In the imaginative attitude, in fact, we find ourselves in the presence of an object which presents itself as an analogue to those which can appear to us in perception. This object, in as much as it is constituted as a thing (pure determinations of geometric space, common object, plant, animal, person), is the correlative of a certain knowledge (empirical—physical or biological, laws—or a priori— geometric laws), which has served to constitute it but which has not exhausted itself in that constitution. This knowledge presides at the ultimate developments of the image, it is this knowledge which orients them in this or that direction, which resists when we want to modify the image arbitrarily. In short as soon as I constitute the image of an object, the object has a tendency to behave as an image in the same way that other objects of the same class do in reality. Flach cites some fine examples, but does not seem to grasp their importance. “The subject imagines, for instance, balls thrown in the air. He then feels in his arms the resistance of the air to the rising of the balls. We have made no deeper studies on synaesthesias since it is established that these phenomena really belong to intuition and do not form an important characteristic of the symbolic scheme as such. They apply as well to cases of illustrations of thought by simple association.”
In this excellent example cited by Flach no associations are, in fact, involved, but rather the interpretation of a knowledge which becomes conscious of itself only in the form of an image. All that the subject clearly envisions is the trajectory of the balls tossed in the air. But he cannot think of this trajectory without at the same time thinking of the resistance of the air; although this resistance was not deliberately thought of, the body imitates it as the indispensable complement of the object. Left to itself, the image thus has its own laws of development, and these depend in their turn on the knowledge which has served to constitute it. Here is an observation that will enable us to see this more clearly:
“I wanted to speak of an automobile that climbed hills easily and I was searching for an expression which would describe this abstract idea—unformulated—that would be comical: ‘It climbs the hills as if it were pulled up by a weight, as if it were falling towards the top and not the bottom.’ I had an image. I saw the automobile climbing a hill; I had the feeling that it was climbing by itself and without a motor.

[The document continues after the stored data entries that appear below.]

use chrono::Utc;
use sqlx::SqlitePool;

use super::SqliteInitError;

/// Runs a single, consolidated migration for the current schema.
///
/// The portal keeps all collections as JSON documents under namespace keys,
/// so the schema is one key-value table plus the migrations ledger.
pub async fn run_migrations(pool: &SqlitePool) -> Result<(), SqliteInitError> {
    async fn is_applied(pool: &SqlitePool, version: i64) -> Result<bool, sqlx::Error> {
        let row = sqlx::query("SELECT 1 FROM schema_migrations WHERE version = ?1")
            .bind(version)
            .fetch_optional(pool)
            .await?;
        Ok(row.is_some())
    }

    sqlx::query(
        r"
            CREATE TABLE IF NOT EXISTS schema_migrations (
                version INTEGER PRIMARY KEY,
                applied_at TEXT NOT NULL
            );
            ",
    )
    .execute(pool)
    .await?;

    // Version 1: key-value table.
    if !is_applied(pool, 1).await? {
        let mut tx = pool.begin().await?;

        sqlx::query(
            r"
                CREATE TABLE IF NOT EXISTS kv_entries (
                    key TEXT PRIMARY KEY,
                    value TEXT NOT NULL,
                    updated_at TEXT NOT NULL
                );
            ",
        )
        .execute(&mut *tx)
        .await?;

        sqlx::query(
            r"
                INSERT INTO schema_migrations (version, applied_at)
                VALUES (?1, ?2)
                ON CONFLICT(version) DO NOTHING
            ",
        )
        .bind(1_i64)
        .bind(Utc::now())
        .execute(&mut *tx)
        .await?;

        tx.commit().await?;
    }

    Ok(())
}
use std::sync::Arc;

use portal_core::Clock;
use storage::Storage;

use crate::ai_generator::AiGenerator;
use crate::api_client::PortalApi;
use crate::error::AppServicesError;
use crate::progress_service::ProgressService;
use crate::registry::RegistryService;
use crate::testing_service::TestingService;
use crate::video_service::VideoService;
use crate::video_uploader::VideoUploader;

/// Everything the front end talks to, wired over one storage backend.
///
/// Cloning is cheap; the services inside share the backend through `Arc`s.
#[derive(Clone)]
pub struct AppServices {
    testing: Arc<TestingService>,
    registry: Arc<RegistryService>,
    progress: Arc<ProgressService>,
    videos: Arc<VideoService>,
    api: Arc<PortalApi>,
    generator: Arc<AiGenerator>,
    uploader: Arc<VideoUploader>,
}

impl AppServices {
    /// Wires the services over an existing storage aggregate; remote clients
    /// are configured from the environment.
    #[must_use]
    pub fn new(storage: &Storage, clock: Clock) -> Self {
        Self {
            testing: Arc::new(TestingService::new(
                clock,
                storage.tests.clone(),
                storage.protocols.clone(),
            )),
            registry: Arc::new(RegistryService::new(clock, storage.protocols.clone())),
            progress: Arc::new(ProgressService::new(clock, storage.module_progress.clone())),
            videos: Arc::new(VideoService::new(
                clock,
                storage.video_progress.clone(),
                storage.custom_videos.clone(),
            )),
            api: Arc::new(PortalApi::from_env()),
            generator: Arc::new(AiGenerator::from_env()),
            uploader: Arc::new(VideoUploader::from_env()),
        }
    }

    /// Opens (and migrates) the `SQLite` database, then wires the services.
    ///
    /// # Errors
    ///
    /// Returns `AppServicesError` if the database cannot be opened or
    /// migrated.
    pub async fn new_sqlite(database_url: &str, clock: Clock) -> Result<Self, AppServicesError> {
        let storage = Storage::sqlite(database_url).await?;
        Ok(Self::new(&storage, clock))
    }

    /// In-memory wiring, for tests.
    #[must_use]
    pub fn in_memory(clock: Clock) -> Self {
        Self::new(&Storage::in_memory(), clock)
    }

    #[must_use]
    pub fn testing(&self) -> &Arc<TestingService> {
        &self.testing
    }

    #[must_use]
    pub fn registry(&self) -> &Arc<RegistryService> {
        &self.registry
    }

    #[must_use]
    pub fn progress(&self) -> &Arc<ProgressService> {
        &self.progress
    }

    #[must_use]
    pub fn videos(&self) -> &Arc<VideoService> {
        &self.videos
    }

    #[must_use]
    pub fn api(&self) -> &Arc<PortalApi> {
        &self.api
    }

    #[must_use]
    pub fn generator(&self) -> &Arc<AiGenerator> {
        &self.generator
    }

    #[must_use]
    pub fn uploader(&self) -> &Arc<VideoUploader> {
        &self.uploader
    }
}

But I just could not imagine this reversing of the weight: the image resisted and offered me but an equivalent: I had the vague feeling of the presence on top of the hill of an ill-defined object, a sort of loadstone, that pulled the automobile. Since this image was not the one I had wanted to produce, there resulted from it a wavering and I could not find the adequate expression. I had therefore to look for a subterfuge and I said: ‘One is obliged to check the ascent.’ This introduction of a new element modified my image and gave it an entirely different nuance, while its elements nevertheless remained the same; instead of being pulled by a loadstone, the same automobile climbed the hill by itself: it was no longer a machine but a living being which was moving spontaneously and whose ardor I had to control.”
In this example the subject wanted to construct, as an intermediary between the abstract thought “reversing of the weight” and his verbal expression, a concrete image the substance of which would have passed into the discourse. But this image would not permit itself to be constructed because it is nature to contradict the concrete knowledge that had presided at its formation; its searched-for structure had been missing, one slid to the right or left, one struck the living automobile-beast, the magnetized automobile, but this reversed weight, although conceived, was not grasped as in an image. From these concrete laws that presided at the individual development of every image, nothing is more typical than the transformation of the automobile into a living being after the phrase “one is obliged to check the ascent.” This automobile which must be checked in its ascent ceased being a machine due to this very command. The mere fact of imagining this restraint and these circumstances completed itself spontaneously by the annexation to the machine which was being restrained with a sort of living force. Thus, although the mind is always free to vary no matter which element of the image, we must not believe that the mind could change, at the same time, all the elements at its pleasure. All happens as if the transformations of the image were sufficiently rigorous by the laws of compassibility. These laws cannot be determined a priori and depend upon the knowledge which enter into combination.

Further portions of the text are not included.